[Data for this task — start]
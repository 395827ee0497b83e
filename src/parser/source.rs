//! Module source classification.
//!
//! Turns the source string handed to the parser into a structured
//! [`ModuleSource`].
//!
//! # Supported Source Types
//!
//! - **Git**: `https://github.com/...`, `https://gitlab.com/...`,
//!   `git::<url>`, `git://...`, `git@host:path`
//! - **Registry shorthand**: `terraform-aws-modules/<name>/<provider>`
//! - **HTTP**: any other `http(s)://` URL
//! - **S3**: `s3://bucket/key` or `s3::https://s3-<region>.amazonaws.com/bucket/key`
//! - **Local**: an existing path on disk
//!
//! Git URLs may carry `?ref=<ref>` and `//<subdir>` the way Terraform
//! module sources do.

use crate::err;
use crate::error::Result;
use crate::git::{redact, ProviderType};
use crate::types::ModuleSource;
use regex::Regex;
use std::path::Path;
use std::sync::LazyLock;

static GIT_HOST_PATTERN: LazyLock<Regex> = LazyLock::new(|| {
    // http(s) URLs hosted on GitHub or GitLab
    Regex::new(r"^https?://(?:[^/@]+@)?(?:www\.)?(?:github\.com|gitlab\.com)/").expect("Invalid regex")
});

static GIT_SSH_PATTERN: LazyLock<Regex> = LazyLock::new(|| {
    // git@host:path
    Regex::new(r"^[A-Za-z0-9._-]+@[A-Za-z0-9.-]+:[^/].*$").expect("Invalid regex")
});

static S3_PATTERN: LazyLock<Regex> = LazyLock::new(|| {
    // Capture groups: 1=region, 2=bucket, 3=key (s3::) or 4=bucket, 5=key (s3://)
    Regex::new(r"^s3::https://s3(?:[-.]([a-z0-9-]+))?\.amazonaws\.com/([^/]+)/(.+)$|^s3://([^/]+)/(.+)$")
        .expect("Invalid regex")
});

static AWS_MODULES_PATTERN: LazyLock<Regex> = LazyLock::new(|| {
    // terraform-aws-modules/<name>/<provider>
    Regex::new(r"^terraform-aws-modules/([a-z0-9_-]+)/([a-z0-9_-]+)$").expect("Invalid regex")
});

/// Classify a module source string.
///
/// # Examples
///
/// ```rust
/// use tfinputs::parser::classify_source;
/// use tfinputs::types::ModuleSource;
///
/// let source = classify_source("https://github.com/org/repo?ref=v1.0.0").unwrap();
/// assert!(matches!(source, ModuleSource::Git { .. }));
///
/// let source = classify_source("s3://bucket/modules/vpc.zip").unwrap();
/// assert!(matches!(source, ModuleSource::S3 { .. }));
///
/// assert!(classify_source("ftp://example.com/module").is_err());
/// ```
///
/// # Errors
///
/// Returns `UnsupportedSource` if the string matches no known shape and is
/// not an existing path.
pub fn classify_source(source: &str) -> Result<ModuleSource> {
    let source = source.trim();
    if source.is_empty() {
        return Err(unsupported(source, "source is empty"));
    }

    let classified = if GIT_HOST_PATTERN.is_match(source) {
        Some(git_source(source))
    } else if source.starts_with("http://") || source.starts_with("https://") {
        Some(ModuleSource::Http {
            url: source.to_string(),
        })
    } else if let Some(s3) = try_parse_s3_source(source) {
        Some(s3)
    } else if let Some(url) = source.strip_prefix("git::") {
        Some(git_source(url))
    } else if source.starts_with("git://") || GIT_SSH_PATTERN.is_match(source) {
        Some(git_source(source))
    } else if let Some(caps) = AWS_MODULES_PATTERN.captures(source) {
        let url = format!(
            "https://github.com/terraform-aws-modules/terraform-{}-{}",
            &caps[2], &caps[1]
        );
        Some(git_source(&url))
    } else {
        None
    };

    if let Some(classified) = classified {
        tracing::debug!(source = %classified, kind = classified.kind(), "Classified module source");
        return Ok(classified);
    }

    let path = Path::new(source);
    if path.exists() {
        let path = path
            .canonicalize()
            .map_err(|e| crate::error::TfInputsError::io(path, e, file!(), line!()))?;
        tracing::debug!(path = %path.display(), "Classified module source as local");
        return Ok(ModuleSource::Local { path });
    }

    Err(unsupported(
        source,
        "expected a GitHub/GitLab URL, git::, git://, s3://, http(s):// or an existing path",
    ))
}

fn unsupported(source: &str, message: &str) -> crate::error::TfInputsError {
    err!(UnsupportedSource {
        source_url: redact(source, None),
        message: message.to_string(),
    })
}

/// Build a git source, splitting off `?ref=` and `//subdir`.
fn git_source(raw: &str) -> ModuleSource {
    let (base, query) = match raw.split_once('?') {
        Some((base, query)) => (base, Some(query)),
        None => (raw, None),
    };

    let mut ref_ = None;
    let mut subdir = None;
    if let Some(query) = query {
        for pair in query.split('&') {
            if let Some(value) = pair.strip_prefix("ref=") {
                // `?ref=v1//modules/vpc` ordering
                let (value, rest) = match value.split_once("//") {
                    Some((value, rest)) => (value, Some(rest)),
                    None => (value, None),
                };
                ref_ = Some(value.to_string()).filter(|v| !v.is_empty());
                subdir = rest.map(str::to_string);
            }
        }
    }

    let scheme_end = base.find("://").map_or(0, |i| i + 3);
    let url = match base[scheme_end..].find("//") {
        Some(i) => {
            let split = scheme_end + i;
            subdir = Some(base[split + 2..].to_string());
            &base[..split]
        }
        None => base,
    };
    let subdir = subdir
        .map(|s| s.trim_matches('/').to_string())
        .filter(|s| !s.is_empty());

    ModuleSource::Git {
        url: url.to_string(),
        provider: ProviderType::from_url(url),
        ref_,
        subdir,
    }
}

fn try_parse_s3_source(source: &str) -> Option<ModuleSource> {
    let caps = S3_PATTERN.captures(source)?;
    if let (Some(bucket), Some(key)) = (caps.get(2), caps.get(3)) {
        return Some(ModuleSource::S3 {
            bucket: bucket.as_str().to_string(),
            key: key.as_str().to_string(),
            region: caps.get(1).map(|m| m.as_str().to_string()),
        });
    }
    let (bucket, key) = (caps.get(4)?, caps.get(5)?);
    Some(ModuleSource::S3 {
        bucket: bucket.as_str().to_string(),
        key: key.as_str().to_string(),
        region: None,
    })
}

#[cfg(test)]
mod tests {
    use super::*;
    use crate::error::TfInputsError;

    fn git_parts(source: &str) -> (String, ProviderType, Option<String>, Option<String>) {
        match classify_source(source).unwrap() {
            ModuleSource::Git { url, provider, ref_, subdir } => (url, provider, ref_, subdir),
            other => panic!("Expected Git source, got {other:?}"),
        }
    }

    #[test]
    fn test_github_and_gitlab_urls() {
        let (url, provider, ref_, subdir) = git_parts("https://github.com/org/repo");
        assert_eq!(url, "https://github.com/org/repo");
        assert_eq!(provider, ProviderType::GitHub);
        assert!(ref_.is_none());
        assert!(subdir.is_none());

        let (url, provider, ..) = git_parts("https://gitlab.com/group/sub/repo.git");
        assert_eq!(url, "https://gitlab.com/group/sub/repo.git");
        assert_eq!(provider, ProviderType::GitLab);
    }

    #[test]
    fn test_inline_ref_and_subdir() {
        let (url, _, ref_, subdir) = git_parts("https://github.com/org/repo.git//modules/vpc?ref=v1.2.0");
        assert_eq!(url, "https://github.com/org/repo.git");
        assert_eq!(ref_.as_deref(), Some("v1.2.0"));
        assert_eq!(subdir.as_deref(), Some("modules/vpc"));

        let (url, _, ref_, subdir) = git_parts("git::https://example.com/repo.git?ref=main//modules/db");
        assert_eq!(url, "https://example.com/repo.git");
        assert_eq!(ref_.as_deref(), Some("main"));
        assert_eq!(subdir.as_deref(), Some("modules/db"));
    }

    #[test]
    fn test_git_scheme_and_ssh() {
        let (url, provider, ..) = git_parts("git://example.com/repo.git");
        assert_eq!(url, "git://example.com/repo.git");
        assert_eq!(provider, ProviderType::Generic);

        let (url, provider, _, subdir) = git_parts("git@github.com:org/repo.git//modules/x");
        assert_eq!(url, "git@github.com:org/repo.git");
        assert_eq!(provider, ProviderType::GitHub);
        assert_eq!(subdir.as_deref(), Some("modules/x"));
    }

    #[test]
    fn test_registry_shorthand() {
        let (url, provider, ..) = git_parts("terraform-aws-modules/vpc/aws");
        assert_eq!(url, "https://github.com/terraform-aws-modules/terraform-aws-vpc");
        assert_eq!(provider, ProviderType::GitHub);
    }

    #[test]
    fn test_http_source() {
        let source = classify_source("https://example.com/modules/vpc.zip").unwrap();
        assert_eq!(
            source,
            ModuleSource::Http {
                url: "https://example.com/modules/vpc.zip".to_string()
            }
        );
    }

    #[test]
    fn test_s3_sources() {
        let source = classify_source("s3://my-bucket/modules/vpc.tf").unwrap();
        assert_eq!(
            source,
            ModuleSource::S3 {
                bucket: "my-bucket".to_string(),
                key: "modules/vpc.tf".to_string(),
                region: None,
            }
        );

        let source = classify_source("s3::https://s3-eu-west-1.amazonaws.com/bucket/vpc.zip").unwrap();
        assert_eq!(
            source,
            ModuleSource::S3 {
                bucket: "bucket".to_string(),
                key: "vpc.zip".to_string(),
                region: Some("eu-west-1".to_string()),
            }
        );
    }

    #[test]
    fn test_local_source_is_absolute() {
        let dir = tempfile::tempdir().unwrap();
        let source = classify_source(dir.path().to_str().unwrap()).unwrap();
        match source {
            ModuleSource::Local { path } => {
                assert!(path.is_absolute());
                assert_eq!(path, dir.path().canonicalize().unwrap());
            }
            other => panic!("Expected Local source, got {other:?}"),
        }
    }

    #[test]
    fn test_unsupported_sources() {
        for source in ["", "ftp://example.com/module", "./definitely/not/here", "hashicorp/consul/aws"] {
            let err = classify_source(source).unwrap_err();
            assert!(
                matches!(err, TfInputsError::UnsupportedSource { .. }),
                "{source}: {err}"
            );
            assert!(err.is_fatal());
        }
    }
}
[Data for this task — finish]
[Data for this task — start]
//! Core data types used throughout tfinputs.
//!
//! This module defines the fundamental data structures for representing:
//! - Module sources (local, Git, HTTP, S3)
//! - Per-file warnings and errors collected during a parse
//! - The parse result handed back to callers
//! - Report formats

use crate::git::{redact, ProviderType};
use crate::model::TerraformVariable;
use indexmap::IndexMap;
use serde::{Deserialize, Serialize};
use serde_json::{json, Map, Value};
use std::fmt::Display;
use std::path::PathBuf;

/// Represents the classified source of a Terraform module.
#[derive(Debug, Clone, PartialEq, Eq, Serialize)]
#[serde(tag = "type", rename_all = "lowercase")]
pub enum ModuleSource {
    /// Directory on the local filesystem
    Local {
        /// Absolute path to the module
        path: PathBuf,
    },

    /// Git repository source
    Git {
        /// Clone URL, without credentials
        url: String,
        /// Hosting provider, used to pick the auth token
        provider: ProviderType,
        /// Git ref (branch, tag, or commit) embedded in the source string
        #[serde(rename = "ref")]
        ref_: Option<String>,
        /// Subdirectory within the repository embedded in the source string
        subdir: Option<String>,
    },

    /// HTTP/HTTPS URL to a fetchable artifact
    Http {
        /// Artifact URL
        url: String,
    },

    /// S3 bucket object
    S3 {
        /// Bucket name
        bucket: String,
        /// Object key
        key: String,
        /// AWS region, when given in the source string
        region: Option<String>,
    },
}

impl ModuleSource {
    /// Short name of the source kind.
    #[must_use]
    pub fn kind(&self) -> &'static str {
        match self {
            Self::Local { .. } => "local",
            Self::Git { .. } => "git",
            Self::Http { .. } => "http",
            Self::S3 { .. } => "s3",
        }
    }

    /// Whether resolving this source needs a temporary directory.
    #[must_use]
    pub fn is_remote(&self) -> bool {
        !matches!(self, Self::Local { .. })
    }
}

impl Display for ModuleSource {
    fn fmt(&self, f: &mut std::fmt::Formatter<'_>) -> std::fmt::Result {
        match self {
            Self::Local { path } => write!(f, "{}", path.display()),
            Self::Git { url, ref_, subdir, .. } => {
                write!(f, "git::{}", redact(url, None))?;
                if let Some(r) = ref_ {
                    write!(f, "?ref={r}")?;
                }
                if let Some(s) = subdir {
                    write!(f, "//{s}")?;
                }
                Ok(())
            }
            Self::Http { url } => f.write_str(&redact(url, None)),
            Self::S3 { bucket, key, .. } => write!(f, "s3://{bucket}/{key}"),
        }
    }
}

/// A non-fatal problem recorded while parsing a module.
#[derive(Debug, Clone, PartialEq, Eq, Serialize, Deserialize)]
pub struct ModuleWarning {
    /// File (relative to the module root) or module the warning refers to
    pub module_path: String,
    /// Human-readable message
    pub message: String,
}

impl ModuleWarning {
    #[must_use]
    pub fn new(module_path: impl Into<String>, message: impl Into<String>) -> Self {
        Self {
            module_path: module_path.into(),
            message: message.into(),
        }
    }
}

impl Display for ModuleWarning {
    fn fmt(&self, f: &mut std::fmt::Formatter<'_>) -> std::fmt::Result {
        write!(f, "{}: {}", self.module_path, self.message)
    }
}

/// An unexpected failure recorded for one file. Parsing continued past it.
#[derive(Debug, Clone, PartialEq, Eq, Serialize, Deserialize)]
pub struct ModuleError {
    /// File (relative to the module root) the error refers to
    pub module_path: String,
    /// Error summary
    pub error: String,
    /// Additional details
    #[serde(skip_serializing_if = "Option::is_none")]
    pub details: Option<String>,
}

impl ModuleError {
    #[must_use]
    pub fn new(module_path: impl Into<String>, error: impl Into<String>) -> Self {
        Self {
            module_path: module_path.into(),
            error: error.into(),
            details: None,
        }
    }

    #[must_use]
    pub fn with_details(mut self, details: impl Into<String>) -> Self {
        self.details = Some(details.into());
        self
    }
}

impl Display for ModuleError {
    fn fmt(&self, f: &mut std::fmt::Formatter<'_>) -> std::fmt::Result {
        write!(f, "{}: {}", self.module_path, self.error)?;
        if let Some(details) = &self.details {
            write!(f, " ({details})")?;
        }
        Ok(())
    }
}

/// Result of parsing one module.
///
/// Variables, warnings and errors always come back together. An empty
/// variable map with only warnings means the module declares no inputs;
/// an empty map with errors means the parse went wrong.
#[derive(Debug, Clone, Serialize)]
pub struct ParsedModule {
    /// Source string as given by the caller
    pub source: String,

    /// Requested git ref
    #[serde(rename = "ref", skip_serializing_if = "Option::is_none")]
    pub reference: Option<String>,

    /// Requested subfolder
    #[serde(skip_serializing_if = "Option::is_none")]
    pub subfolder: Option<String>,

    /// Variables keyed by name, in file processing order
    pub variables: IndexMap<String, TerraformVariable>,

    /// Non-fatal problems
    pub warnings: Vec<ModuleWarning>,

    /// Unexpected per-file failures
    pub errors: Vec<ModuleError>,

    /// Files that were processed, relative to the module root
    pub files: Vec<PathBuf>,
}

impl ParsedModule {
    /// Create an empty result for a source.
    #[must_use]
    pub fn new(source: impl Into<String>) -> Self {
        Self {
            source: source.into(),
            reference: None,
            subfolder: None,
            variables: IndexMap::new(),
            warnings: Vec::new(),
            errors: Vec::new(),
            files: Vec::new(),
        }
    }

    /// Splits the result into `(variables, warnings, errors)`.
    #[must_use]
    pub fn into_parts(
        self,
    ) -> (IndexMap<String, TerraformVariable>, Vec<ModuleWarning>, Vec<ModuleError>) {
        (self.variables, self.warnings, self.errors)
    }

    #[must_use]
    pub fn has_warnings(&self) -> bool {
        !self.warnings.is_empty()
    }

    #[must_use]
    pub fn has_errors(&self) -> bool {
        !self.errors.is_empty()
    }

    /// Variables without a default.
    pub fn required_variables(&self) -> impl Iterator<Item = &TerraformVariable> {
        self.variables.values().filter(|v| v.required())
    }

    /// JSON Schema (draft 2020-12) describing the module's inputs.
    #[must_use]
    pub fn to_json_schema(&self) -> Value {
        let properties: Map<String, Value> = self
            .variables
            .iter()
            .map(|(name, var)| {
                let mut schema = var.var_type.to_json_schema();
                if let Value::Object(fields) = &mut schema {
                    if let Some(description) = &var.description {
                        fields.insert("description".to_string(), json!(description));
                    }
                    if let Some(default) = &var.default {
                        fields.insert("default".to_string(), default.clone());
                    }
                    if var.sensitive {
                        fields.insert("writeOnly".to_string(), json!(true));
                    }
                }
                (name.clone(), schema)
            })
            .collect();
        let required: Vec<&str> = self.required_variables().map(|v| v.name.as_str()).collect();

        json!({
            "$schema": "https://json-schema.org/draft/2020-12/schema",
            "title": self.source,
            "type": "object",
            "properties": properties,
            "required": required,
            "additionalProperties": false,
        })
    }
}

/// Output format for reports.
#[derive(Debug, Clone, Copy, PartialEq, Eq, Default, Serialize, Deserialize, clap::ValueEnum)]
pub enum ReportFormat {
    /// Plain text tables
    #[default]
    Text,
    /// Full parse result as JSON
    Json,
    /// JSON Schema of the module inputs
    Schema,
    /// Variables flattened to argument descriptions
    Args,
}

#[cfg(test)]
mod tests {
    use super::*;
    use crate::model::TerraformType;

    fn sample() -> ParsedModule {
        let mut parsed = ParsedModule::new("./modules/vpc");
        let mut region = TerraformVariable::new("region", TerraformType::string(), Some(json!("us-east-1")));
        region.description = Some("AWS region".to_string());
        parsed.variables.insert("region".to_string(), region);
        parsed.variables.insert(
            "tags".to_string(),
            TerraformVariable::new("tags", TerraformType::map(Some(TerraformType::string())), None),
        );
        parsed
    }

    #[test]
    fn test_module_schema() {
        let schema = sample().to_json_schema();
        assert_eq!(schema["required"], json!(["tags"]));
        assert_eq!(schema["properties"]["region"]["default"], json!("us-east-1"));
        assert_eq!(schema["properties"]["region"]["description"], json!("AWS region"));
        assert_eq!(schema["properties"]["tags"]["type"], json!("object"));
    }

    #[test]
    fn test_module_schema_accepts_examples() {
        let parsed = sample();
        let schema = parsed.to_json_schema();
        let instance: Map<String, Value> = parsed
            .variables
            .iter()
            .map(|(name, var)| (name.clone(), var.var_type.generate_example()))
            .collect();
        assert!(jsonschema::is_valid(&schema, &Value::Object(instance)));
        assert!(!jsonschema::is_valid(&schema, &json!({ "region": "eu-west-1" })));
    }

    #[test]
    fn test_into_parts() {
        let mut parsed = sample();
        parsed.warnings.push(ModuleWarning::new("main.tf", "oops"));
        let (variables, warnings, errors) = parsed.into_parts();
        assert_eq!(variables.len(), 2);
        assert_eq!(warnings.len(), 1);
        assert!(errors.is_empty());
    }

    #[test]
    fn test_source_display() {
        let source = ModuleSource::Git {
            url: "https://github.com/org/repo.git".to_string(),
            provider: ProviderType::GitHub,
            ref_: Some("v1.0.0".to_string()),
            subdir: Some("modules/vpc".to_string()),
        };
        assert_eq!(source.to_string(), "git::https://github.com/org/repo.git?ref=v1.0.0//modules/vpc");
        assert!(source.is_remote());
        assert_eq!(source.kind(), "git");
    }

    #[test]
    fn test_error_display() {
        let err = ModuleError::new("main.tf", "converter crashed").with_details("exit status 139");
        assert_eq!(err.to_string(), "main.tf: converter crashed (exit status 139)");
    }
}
[Data for this task — finish]
*Exercise objective*:
Every line of the listing above that contains "canonicalize" is to be copied.

*Solution below*:
            .canonicalize()
                assert_eq!(path, dir.path().canonicalize().unwrap());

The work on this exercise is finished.